TASK: From the records below, transcribe only the lines running from the one with "filename crates/fathom-core/src/fault.rs" through the one with "lacking a body.". Keep both of those end lines.

Recorded data:
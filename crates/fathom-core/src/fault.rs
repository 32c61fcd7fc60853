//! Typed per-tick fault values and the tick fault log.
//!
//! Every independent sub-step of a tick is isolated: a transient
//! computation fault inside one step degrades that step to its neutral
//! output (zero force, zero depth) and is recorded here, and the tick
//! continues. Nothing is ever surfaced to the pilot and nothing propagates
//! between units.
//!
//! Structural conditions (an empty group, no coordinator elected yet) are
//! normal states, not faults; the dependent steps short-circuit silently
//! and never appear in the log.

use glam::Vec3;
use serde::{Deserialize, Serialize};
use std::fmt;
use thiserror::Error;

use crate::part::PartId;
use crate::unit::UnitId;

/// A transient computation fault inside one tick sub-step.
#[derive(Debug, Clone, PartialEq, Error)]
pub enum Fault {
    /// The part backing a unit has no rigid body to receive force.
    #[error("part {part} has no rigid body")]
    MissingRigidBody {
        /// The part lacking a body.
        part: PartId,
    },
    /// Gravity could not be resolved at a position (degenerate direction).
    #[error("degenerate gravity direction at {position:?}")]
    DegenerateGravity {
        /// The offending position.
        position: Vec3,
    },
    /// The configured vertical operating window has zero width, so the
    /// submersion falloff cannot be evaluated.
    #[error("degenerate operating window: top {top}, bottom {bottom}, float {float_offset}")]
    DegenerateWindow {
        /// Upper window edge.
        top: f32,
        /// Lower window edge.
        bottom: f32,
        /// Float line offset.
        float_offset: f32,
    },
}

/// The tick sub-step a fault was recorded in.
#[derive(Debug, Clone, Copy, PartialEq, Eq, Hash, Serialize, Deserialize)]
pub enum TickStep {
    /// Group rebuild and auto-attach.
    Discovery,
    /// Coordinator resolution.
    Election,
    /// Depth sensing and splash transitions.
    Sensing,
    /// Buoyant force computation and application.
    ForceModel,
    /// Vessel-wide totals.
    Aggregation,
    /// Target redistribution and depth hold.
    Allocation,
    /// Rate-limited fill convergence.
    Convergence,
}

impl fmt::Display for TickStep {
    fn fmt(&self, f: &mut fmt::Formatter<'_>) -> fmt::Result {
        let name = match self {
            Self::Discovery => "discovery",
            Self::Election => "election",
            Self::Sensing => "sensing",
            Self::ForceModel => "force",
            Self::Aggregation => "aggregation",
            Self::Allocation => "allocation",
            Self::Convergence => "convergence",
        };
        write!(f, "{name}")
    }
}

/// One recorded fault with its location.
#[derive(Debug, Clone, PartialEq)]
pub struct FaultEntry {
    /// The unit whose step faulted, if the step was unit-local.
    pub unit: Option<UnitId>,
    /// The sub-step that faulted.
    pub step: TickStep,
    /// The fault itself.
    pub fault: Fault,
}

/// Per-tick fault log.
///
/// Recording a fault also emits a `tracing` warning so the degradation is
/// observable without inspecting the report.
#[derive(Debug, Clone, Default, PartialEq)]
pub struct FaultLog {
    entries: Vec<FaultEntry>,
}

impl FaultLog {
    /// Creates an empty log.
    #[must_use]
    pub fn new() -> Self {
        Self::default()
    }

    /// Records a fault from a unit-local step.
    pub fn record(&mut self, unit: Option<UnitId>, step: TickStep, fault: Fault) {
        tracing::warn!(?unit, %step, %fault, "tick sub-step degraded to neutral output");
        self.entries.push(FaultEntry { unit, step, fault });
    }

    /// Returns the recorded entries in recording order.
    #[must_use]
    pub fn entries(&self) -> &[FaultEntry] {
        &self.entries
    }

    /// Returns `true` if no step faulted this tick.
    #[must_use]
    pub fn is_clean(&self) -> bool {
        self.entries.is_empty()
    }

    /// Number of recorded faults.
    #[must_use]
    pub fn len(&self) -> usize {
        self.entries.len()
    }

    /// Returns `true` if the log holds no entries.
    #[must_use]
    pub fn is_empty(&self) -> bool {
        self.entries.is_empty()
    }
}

--

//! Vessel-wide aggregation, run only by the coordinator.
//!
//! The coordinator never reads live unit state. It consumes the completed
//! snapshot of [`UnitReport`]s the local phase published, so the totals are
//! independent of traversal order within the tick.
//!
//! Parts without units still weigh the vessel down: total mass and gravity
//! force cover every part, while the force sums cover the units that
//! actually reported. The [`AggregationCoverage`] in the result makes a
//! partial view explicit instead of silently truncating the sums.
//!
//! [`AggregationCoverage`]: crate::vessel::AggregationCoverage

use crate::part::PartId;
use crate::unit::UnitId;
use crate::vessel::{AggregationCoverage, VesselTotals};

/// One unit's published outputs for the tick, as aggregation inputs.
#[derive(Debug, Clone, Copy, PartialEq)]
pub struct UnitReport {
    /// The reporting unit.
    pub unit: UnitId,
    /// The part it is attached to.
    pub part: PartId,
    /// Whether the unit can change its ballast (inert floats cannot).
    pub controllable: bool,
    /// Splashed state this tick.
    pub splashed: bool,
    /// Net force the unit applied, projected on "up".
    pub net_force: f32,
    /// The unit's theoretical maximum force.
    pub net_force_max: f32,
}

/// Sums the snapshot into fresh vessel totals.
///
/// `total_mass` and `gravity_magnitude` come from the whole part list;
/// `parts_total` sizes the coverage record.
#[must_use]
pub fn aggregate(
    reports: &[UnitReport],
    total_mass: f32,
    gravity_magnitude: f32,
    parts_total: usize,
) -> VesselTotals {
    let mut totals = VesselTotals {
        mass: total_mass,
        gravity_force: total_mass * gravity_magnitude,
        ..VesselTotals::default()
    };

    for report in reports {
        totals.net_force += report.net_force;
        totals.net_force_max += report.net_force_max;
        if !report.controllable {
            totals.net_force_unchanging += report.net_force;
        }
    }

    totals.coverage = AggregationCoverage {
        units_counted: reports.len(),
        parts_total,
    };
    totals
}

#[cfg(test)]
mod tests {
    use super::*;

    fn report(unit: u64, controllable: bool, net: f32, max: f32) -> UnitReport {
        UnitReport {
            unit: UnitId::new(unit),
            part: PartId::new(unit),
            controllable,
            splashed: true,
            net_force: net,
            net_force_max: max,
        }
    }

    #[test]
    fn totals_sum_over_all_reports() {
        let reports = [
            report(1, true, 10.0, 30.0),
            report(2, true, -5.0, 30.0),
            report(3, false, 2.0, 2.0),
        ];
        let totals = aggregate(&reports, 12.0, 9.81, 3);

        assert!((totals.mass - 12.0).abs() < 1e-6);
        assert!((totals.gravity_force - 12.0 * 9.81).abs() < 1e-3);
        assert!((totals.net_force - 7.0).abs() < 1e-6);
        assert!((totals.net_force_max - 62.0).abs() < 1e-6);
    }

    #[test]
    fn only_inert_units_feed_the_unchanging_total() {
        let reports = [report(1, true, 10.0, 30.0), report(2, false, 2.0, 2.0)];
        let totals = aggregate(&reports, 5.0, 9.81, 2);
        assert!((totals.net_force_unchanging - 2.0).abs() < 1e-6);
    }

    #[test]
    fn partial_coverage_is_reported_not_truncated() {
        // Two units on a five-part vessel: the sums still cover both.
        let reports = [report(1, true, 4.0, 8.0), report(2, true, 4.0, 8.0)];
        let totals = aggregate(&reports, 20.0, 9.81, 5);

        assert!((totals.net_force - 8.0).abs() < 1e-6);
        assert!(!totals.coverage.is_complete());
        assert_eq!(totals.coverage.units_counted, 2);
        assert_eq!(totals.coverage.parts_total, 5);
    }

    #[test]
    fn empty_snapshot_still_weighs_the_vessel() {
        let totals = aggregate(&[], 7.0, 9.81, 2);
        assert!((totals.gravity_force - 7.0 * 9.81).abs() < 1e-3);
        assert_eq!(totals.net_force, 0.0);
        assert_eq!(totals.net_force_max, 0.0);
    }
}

--

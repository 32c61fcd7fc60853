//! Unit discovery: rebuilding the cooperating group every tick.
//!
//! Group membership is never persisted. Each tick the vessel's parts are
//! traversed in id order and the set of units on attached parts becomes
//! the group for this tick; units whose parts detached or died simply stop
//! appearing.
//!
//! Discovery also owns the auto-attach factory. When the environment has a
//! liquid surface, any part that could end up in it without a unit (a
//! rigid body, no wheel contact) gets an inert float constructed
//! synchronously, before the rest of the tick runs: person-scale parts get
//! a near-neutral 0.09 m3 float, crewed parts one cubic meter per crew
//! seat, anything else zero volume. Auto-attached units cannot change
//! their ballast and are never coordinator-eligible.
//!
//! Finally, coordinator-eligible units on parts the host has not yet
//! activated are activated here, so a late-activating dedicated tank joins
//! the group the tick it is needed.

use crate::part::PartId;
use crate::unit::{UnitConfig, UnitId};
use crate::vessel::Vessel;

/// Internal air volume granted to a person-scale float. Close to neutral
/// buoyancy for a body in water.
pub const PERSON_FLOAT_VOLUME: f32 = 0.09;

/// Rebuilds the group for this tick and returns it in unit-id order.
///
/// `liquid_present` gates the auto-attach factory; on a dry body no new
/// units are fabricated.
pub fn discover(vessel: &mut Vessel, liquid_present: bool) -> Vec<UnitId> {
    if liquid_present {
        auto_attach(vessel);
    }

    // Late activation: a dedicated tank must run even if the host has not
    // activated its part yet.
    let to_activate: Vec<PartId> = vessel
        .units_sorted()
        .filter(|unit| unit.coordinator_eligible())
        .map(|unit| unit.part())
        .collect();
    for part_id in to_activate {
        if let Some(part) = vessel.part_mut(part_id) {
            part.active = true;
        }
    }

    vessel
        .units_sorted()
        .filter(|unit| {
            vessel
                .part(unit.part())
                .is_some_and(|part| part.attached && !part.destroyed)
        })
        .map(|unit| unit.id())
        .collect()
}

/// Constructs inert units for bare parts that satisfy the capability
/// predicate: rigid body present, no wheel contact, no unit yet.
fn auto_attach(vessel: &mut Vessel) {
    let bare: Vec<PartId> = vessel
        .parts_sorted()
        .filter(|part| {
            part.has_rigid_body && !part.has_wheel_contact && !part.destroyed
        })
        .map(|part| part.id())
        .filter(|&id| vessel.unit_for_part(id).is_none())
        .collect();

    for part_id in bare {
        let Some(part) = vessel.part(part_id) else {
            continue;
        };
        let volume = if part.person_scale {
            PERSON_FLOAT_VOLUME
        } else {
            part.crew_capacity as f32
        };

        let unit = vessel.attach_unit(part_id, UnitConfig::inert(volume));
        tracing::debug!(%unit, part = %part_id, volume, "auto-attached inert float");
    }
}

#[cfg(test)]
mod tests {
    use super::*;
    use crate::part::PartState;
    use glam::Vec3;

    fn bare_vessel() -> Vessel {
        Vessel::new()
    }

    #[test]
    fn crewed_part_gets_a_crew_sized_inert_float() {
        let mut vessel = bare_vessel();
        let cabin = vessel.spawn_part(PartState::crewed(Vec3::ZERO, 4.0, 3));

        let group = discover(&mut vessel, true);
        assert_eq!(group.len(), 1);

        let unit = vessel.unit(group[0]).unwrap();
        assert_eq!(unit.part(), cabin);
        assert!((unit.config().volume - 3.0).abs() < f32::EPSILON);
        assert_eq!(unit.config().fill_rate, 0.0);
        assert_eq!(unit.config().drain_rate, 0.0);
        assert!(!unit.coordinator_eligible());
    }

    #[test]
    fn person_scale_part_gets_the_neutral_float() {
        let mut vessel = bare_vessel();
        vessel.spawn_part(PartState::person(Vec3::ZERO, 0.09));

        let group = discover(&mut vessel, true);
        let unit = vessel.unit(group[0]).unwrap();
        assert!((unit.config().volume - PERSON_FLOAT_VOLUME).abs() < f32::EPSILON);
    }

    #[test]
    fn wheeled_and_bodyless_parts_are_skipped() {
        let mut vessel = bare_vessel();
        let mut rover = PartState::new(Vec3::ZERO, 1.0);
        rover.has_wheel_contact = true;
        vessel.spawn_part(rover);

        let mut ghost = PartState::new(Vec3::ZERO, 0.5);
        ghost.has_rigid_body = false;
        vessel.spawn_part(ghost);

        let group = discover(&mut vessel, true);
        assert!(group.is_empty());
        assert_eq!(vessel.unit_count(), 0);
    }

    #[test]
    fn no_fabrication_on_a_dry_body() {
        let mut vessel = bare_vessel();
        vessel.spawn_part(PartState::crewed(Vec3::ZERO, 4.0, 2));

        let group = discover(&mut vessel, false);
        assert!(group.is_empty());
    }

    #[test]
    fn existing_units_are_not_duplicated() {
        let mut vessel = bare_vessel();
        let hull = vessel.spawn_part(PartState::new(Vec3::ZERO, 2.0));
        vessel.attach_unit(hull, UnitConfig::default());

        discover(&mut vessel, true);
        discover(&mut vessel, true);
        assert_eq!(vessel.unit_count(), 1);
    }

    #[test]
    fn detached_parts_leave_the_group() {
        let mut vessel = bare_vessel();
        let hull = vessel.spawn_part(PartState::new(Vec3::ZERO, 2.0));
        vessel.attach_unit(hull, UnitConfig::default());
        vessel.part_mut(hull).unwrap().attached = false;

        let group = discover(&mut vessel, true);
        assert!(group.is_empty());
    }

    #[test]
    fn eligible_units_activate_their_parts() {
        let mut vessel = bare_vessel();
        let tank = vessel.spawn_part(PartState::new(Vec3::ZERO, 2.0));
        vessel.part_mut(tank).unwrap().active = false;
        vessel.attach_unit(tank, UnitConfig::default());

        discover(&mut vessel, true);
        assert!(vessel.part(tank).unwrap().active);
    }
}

EXPECTED ANSWER:
filename crates/fathom-core/src/fault.rs
repository 32c61fcd7fc60853
//! Typed per-tick fault values and the tick fault log.
//!
//! Every independent sub-step of a tick is isolated: a transient
//! computation fault inside one step degrades that step to its neutral
//! output (zero force, zero depth) and is recorded here, and the tick
//! continues. Nothing is ever surfaced to the pilot and nothing propagates
//! between units.
//!
//! Structural conditions (an empty group, no coordinator elected yet) are
//! normal states, not faults; the dependent steps short-circuit silently
//! and never appear in the log.

use glam::Vec3;
use serde::{Deserialize, Serialize};
use std::fmt;
use thiserror::Error;

use crate::part::PartId;
use crate::unit::UnitId;

/// A transient computation fault inside one tick sub-step.
#[derive(Debug, Clone, PartialEq, Error)]
pub enum Fault {
    /// The part backing a unit has no rigid body to receive force.
    #[error("part {part} has no rigid body")]
    MissingRigidBody {
        /// The part lacking a body.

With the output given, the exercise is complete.